The survey results also found that true quantitative metrics to guide investment decisions has been very rare and only a few subjects mentioned using a numeric return-on-investment metric as a way of prioritizing investments.
“While we have not seen widespread use of ROI calculations in deciding how to invest in security, many CISOs do think about risk in qualitative terms in a way that guides investment decisions. They are acutely aware of the many security risks reported by the media and in trade reports, and they take individual decisions about which threats are most significant to their firm,” the researchers wrote. “Regardless of which threats are the top priority, the CISOs focus their efforts and budgets on selecting the best countermeasures to mitigate the top risks. That the calculus lacks the precision used by traditional ROI calculations could actually be interpreted as a sign of growing sophistication: The old ROI calculations required fudging numbers in a way that might placate management but did not actually help guide the CISO's decision-making process.”

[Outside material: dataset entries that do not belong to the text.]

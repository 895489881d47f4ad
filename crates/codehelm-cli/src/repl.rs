//! Interactive REPL and the event printer shared with single-shot mode.
//!
//! Uses `rustyline` for readline-style editing with persistent history.
//! While a run is active, Ctrl-C aborts it instead of exiting.

use std::io::Write;
use std::path::{Path, PathBuf};
use std::sync::Arc;

use anyhow::Result;
use colored::Colorize;
use rustyline::config::Configurer;
use rustyline::history::DefaultHistory;
use rustyline::{DefaultEditor, Editor};
use tokio::sync::broadcast::error::RecvError;
use tokio::task::JoinHandle;
use tracing::debug;

use codehelm_agent::{Agent, AgentMode, RunReport};
use codehelm_core::bus::AgentEvent;
use codehelm_core::config::AutoApproveConfig;
use codehelm_core::error::AgentError;

use crate::helpers;

/// Exit commands (case-insensitive match).
const EXIT_COMMANDS: &[&str] = &["exit", "quit", "/exit", "/quit", ":q"];

/// A line typed at the prompt.
#[derive(Debug, PartialEq)]
enum Input<'a> {
    Exit,
    Help,
    Undo,
    Clear,
    AutoApprove,
    Mode(Option<AgentMode>),
    Message(&'a str),
}

fn parse_input(line: &str) -> Input<'_> {
    let trimmed = line.trim();
    let lower = trimmed.to_lowercase();
    if EXIT_COMMANDS.contains(&lower.as_str()) {
        return Input::Exit;
    }
    match lower.as_str() {
        "/help" => Input::Help,
        "/undo" => Input::Undo,
        "/clear" => Input::Clear,
        "/auto" => Input::AutoApprove,
        _ => match lower.strip_prefix("/mode") {
            Some(rest) => Input::Mode(rest.trim().parse().ok()),
            None => Input::Message(trimmed),
        },
    }
}

/// Run the interactive REPL loop.
pub async fn run(agent: Arc<Agent>, workspace: PathBuf, mut mode: AgentMode) -> Result<()> {
    helpers::print_banner(&workspace, mode.as_str());

    let mut editor = create_editor()?;
    let prompt = |mode: AgentMode| format!("{}> ", mode.as_str());

    loop {
        let input = match editor.readline(&prompt(mode)) {
            Ok(line) => line,
            Err(rustyline::error::ReadlineError::Interrupted) | Err(rustyline::error::ReadlineError::Eof) => {
                break;
            }
            Err(e) => {
                eprintln!("Input error: {e}");
                break;
            }
        };
        if input.trim().is_empty() {
            continue;
        }
        let _ = editor.add_history_entry(&input);

        match parse_input(&input) {
            Input::Exit => {
                println!("\nGoodbye!");
                break;
            }
            Input::Help => helpers::print_help(),
            Input::Undo => undo(&agent).await,
            Input::Clear => {
                agent.clear_history();
                println!("{}", "conversation cleared".dimmed());
            }
            Input::AutoApprove => {
                agent.set_auto_approve(AutoApproveConfig::all());
                println!("{}", "auto-approving every tool call for this session".yellow());
            }
            Input::Mode(Some(next)) => {
                mode = next;
                println!("{} {}", "mode:".dimmed(), mode);
            }
            Input::Mode(None) => eprintln!("usage: /mode agent|ask"),
            Input::Message(message) => {
                debug!(input = message, "processing input");
                if let Err(e) = run_once(&agent, message, &workspace, mode).await {
                    eprintln!("\n{} {e}\n", "Error:".red());
                }
            }
        }
    }

    save_history(&mut editor);
    Ok(())
}

/// One run with live output; returns once every event has been printed.
pub async fn run_once(agent: &Arc<Agent>, message: &str, workspace: &Path, mode: AgentMode) -> Result<RunReport> {
    let printer = spawn_event_printer(agent.clone());
    match send_with_interrupt(agent, message, workspace, mode).await {
        Ok(report) => {
            let _ = printer.await;
            helpers::print_report(&report);
            Ok(report)
        }
        Err(e) => {
            printer.abort();
            Err(e.into())
        }
    }
}

/// `send`, with Ctrl-C turned into an abort.
async fn send_with_interrupt(
    agent: &Agent,
    message: &str,
    workspace: &Path,
    mode: AgentMode,
) -> Result<RunReport, AgentError> {
    let send = agent.send(message, workspace, None, mode);
    tokio::pin!(send);
    tokio::select! {
        report = &mut send => report,
        _ = tokio::signal::ctrl_c() => {
            eprintln!("\n{}", "stopping...".yellow());
            agent.abort();
            send.await
        }
    }
}

/// Print events of the next run until it finishes; answers approval
/// requests from stdin.
fn spawn_event_printer(agent: Arc<Agent>) -> JoinHandle<()> {
    let mut events = agent.bus().subscribe();
    tokio::spawn(async move {
        loop {
            let event = match events.recv().await {
                Ok(event) => event,
                Err(RecvError::Lagged(skipped)) => {
                    debug!(skipped, "event printer lagged");
                    continue;
                }
                Err(RecvError::Closed) => break,
            };
            match event {
                AgentEvent::TextDelta { text } => {
                    print!("{text}");
                    let _ = std::io::stdout().flush();
                }
                AgentEvent::ToolCallUpdated { call } => helpers::print_tool_update(&call),
                AgentEvent::ApprovalRequested {
                    tool,
                    approval,
                    arguments,
                    ..
                } => {
                    helpers::print_approval_request(&tool, approval, &arguments);
                    let approved = tokio::task::spawn_blocking(read_answer).await.unwrap_or(false);
                    if approved {
                        agent.approve();
                    } else {
                        agent.reject();
                    }
                }
                AgentEvent::CompressionApplied {
                    level,
                    tokens_before,
                    tokens_after,
                } => eprintln!(
                    "{}",
                    format!("  context compressed ({level:?}): ~{tokens_before} → ~{tokens_after} tokens").dimmed()
                ),
                AgentEvent::Warning { message } => eprintln!("\n{} {}", "!".yellow(), message.yellow()),
                AgentEvent::Error { message } => eprintln!("\n{} {}", "✗".red(), message.red()),
                AgentEvent::RunFinished { .. } => break,
                AgentEvent::RunStarted { .. }
                | AgentEvent::ReasoningDelta { .. }
                | AgentEvent::ToolCallStreaming { .. }
                | AgentEvent::ApprovalResolved { .. } => {}
            }
        }
    })
}

fn read_answer() -> bool {
    let mut line = String::new();
    std::io::stdin()
        .read_line(&mut line)
        .map(|_| helpers::parse_answer(&line))
        .unwrap_or(false)
}

async fn undo(agent: &Agent) {
    let Some(checkpoint) = agent.checkpoints().latest() else {
        println!("{}", "nothing to undo".dimmed());
        return;
    };
    match agent.checkpoints().rollback_to(&checkpoint.id).await {
        Ok(report) => {
            for path in &report.restored_files {
                println!("  {} restored {}", "✓".green(), path.display());
            }
            for err in &report.errors {
                eprintln!("  {} {err}", "✗".red());
            }
        }
        Err(e) => eprintln!("{} {e}", "Undo failed:".red()),
    }
}

/// Create a rustyline editor with history.
fn create_editor() -> Result<Editor<(), DefaultHistory>> {
    let mut editor = DefaultEditor::new()?;
    editor.set_max_history_size(1000)?;

    let history_path = codehelm_core::utils::get_history_path();
    if history_path.exists() {
        let _ = editor.load_history(&history_path);
        debug!("loaded REPL history from {}", history_path.display());
    }

    Ok(editor)
}

fn save_history(editor: &mut Editor<(), DefaultHistory>) {
    let path = codehelm_core::utils::get_history_path();
    if let Some(parent) = path.parent() {
        let _ = std::fs::create_dir_all(parent);
    }
    if let Err(e) = editor.save_history(&path) {
        debug!("failed to save history: {e}");
    }
}

// ─────────────────────────────────────────────
// Tests
// ─────────────────────────────────────────────

#[cfg(test)]
mod tests {
    use super::*;

    #[test]
    fn exit_commands() {
        assert_eq!(parse_input("exit"), Input::Exit);
        assert_eq!(parse_input("EXIT"), Input::Exit);
        assert_eq!(parse_input("/quit"), Input::Exit);
        assert_eq!(parse_input(":q"), Input::Exit);
        assert_ne!(parse_input("hello"), Input::Exit);
    }

    #[test]
    fn slash_commands() {
        assert_eq!(parse_input("/undo"), Input::Undo);
        assert_eq!(parse_input(" /clear "), Input::Clear);
        assert_eq!(parse_input("/mode ask"), Input::Mode(Some(AgentMode::Ask)));
        assert_eq!(parse_input("/mode bogus"), Input::Mode(None));
        assert_eq!(parse_input("  fix the tests  "), Input::Message("fix the tests"));
    }

    #[test]
    fn history_path_under_data_dir() {
        let path = codehelm_core::utils::get_history_path();
        assert!(path.to_string_lossy().contains(".codehelm"));
    }
}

According to the researchers, one of the more promising findings of the survey is the level of information sharing regarding cybersecurity. The respondents indicated that they received threat intelligence from third-party threat intelligence providers and discussed cybersecurity approaches, applications and devices with colleagues.
The researchers also identified a number of CISO “mavericks” who stood out as exceptional in their approach to cyber risk management. For example, the CISO of one firm established a cybersecurity framework by the attack vectors the firm and industry were seeing.
“The CISO explicitly wanted to shift the risk organization culture from a compliance and governance centric focus to much greater primary focus on deep defensive tooling and skills with deployment consulting,” the researchers wrote.